* Task brief: Reproduce every entry exactly as given.
+++ Data +++
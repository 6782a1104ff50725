use crate::error::{Error, Result};
use sha2::Digest;
use std::fs;
use std::path::{Component, Path};
use std::time::{Duration, SystemTime, UNIX_EPOCH};

pub fn display_path(path: &Path, base: Option<&Path>) -> String {
    if let Some(base) = base {
        if let Ok(relative) = path.strip_prefix(base) {
            return relative.display().to_string();
        }
    }
    path.display().to_string()
}

pub fn truncate_string(text: &str, max_bytes: usize) -> String {
    if text.len() <= max_bytes {
        return text.to_string();
    }
    let mut truncated = String::new();
    for ch in text.chars() {
        if truncated.len() + ch.len_utf8() > max_bytes {
            break;
        }
        truncated.push(ch);
    }
    truncated
}

pub fn sha256_hex(bytes: &[u8]) -> String {
    let mut hasher = sha2::Sha256::new();
    hasher.update(bytes);
    format!("{:x}", hasher.finalize())
}

/// Write through a sibling temp file so readers never see a partial file.
pub fn write_atomic(dest: &Path, bytes: &[u8]) -> Result<()> {
    if let Some(parent) = dest.parent() {
        fs::create_dir_all(parent).map_err(|err| Error::io(parent, err))?;
    }
    let file_name = dest
        .file_name()
        .and_then(|name| name.to_str())
        .unwrap_or("staged");
    let tmp_path = dest
        .parent()
        .unwrap_or_else(|| Path::new("."))
        .join(format!(".{file_name}.tmp"));
    fs::write(&tmp_path, bytes).map_err(|err| Error::io(&tmp_path, err))?;
    fs::rename(&tmp_path, dest).map_err(|err| Error::io(dest, err))?;
    Ok(())
}

/// Point `link` at `target`, replacing an existing symlink but never a real
/// file or directory.
pub fn replace_symlink(target: &Path, link: &Path) -> Result<()> {
    if let Some(parent) = link.parent() {
        fs::create_dir_all(parent).map_err(|err| Error::io(parent, err))?;
    }
    match fs::symlink_metadata(link) {
        Ok(meta) if meta.file_type().is_symlink() => {
            if fs::read_link(link).ok().as_deref() == Some(target) {
                return Ok(());
            }
            fs::remove_file(link).map_err(|err| Error::io(link, err))?;
        }
        Ok(_) => {
            return Err(Error::io(
                link,
                std::io::Error::new(
                    std::io::ErrorKind::AlreadyExists,
                    "refusing to replace a non-symlink entry",
                ),
            ));
        }
        Err(_) => {}
    }
    symlink(target, link).map_err(|err| Error::io(link, err))
}

#[cfg(unix)]
fn symlink(target: &Path, link: &Path) -> std::io::Result<()> {
    std::os::unix::fs::symlink(target, link)
}

#[cfg(windows)]
fn symlink(target: &Path, link: &Path) -> std::io::Result<()> {
    if target.is_dir() {
        std::os::windows::fs::symlink_dir(target, link)
    } else {
        std::os::windows::fs::symlink_file(target, link)
    }
}

/// Lexically join `rel` onto `base`, folding `.` and `..` components.
///
/// Returns `None` when `..` would climb above the start of `base`.
pub fn normalize_join(base: &str, rel: &str) -> Option<String> {
    let mut parts: Vec<String> = Vec::new();
    let joined = Path::new(base).join(rel);
    for component in joined.components() {
        match component {
            Component::Normal(part) => parts.push(part.to_string_lossy().to_string()),
            Component::ParentDir => {
                parts.pop()?;
            }
            Component::CurDir => {}
            Component::RootDir | Component::Prefix(_) => return None,
        }
    }
    Some(parts.join("/"))
}

/// Split `path` into (parent directory, file name) using `/` separators.
pub fn split_parent(path: &str) -> Option<(&str, &str)> {
    path.rsplit_once('/')
}

/// Current epoch time in milliseconds for artifact timestamps.
pub fn now_epoch_ms() -> u128 {
    SystemTime::now()
        .duration_since(UNIX_EPOCH)
        .unwrap_or(Duration::ZERO)
        .as_millis()
}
+++
* Task output:
repository 6782a1104ff50725
use crate::error::{Error, Result};
use sha2::Digest;
use std::fs;
use std::path::{Component, Path};
use std::time::{Duration, SystemTime, UNIX_EPOCH};

pub fn display_path(path: &Path, base: Option<&Path>) -> String {
    if let Some(base) = base {
        if let Ok(relative) = path.strip_prefix(base) {
            return relative.display().to_string();
        }
    }
    path.display().to_string()
}

pub fn truncate_string(text: &str, max_bytes: usize) -> String {
    if text.len() <= max_bytes {
        return text.to_string();
    }
    let mut truncated = String::new();
    for ch in text.chars() {
        if truncated.len() + ch.len_utf8() > max_bytes {
            break;
        }
        truncated.push(ch);
    }
    truncated
}

pub fn sha256_hex(bytes: &[u8]) -> String {
    let mut hasher = sha2::Sha256::new();
    hasher.update(bytes);
    format!("{:x}", hasher.finalize())
}

/// Write through a sibling temp file so readers never see a partial file.
pub fn write_atomic(dest: &Path, bytes: &[u8]) -> Result<()> {
    if let Some(parent) = dest.parent() {
        fs::create_dir_all(parent).map_err(|err| Error::io(parent, err))?;
    }
    let file_name = dest
        .file_name()
        .and_then(|name| name.to_str())
        .unwrap_or("staged");
    let tmp_path = dest
        .parent()
        .unwrap_or_else(|| Path::new("."))
        .join(format!(".{file_name}.tmp"));
    fs::write(&tmp_path, bytes).map_err(|err| Error::io(&tmp_path, err))?;
    fs::rename(&tmp_path, dest).map_err(|err| Error::io(dest, err))?;
    Ok(())
}

/// Point `link` at `target`, replacing an existing symlink but never a real
/// file or directory.
pub fn replace_symlink(target: &Path, link: &Path) -> Result<()> {
    if let Some(parent) = link.parent() {
        fs::create_dir_all(parent).map_err(|err| Error::io(parent, err))?;
    }
    match fs::symlink_metadata(link) {
        Ok(meta) if meta.file_type().is_symlink() => {
            if fs::read_link(link).ok().as_deref() == Some(target) {
                return Ok(());
            }
            fs::remove_file(link).map_err(|err| Error::io(link, err))?;
        }
        Ok(_) => {
            return Err(Error::io(
                link,
                std::io::Error::new(
                    std::io::ErrorKind::AlreadyExists,
                    "refusing to replace a non-symlink entry",
                ),
            ));
        }
        Err(_) => {}
    }
    symlink(target, link).map_err(|err| Error::io(link, err))
}

#[cfg(unix)]
fn symlink(target: &Path, link: &Path) -> std::io::Result<()> {
    std::os::unix::fs::symlink(target, link)
}

#[cfg(windows)]
fn symlink(target: &Path, link: &Path) -> std::io::Result<()> {
    if target.is_dir() {
        std::os::windows::fs::symlink_dir(target, link)
    } else {
        std::os::windows::fs::symlink_file(target, link)
    }
}

/// Lexically join `rel` onto `base`, folding `.` and `..` components.
///
/// Returns `None` when `..` would climb above the start of `base`.
pub fn normalize_join(base: &str, rel: &str) -> Option<String> {
    let mut parts: Vec<String> = Vec::new();
    let joined = Path::new(base).join(rel);
    for component in joined.components() {
        match component {
            Component::Normal(part) => parts.push(part.to_string_lossy().to_string()),
            Component::ParentDir => {
                parts.pop()?;
            }
            Component::CurDir => {}
            Component::RootDir | Component::Prefix(_) => return None,
        }
    }
    Some(parts.join("/"))
}

/// Split `path` into (parent directory, file name) using `/` separators.
pub fn split_parent(path: &str) -> Option<(&str, &str)> {
    path.rsplit_once('/')
}

/// Current epoch time in milliseconds for artifact timestamps.
pub fn now_epoch_ms() -> u128 {
    SystemTime::now()
        .duration_since(UNIX_EPOCH)
        .unwrap_or(Duration::ZERO)
        .as_millis()
}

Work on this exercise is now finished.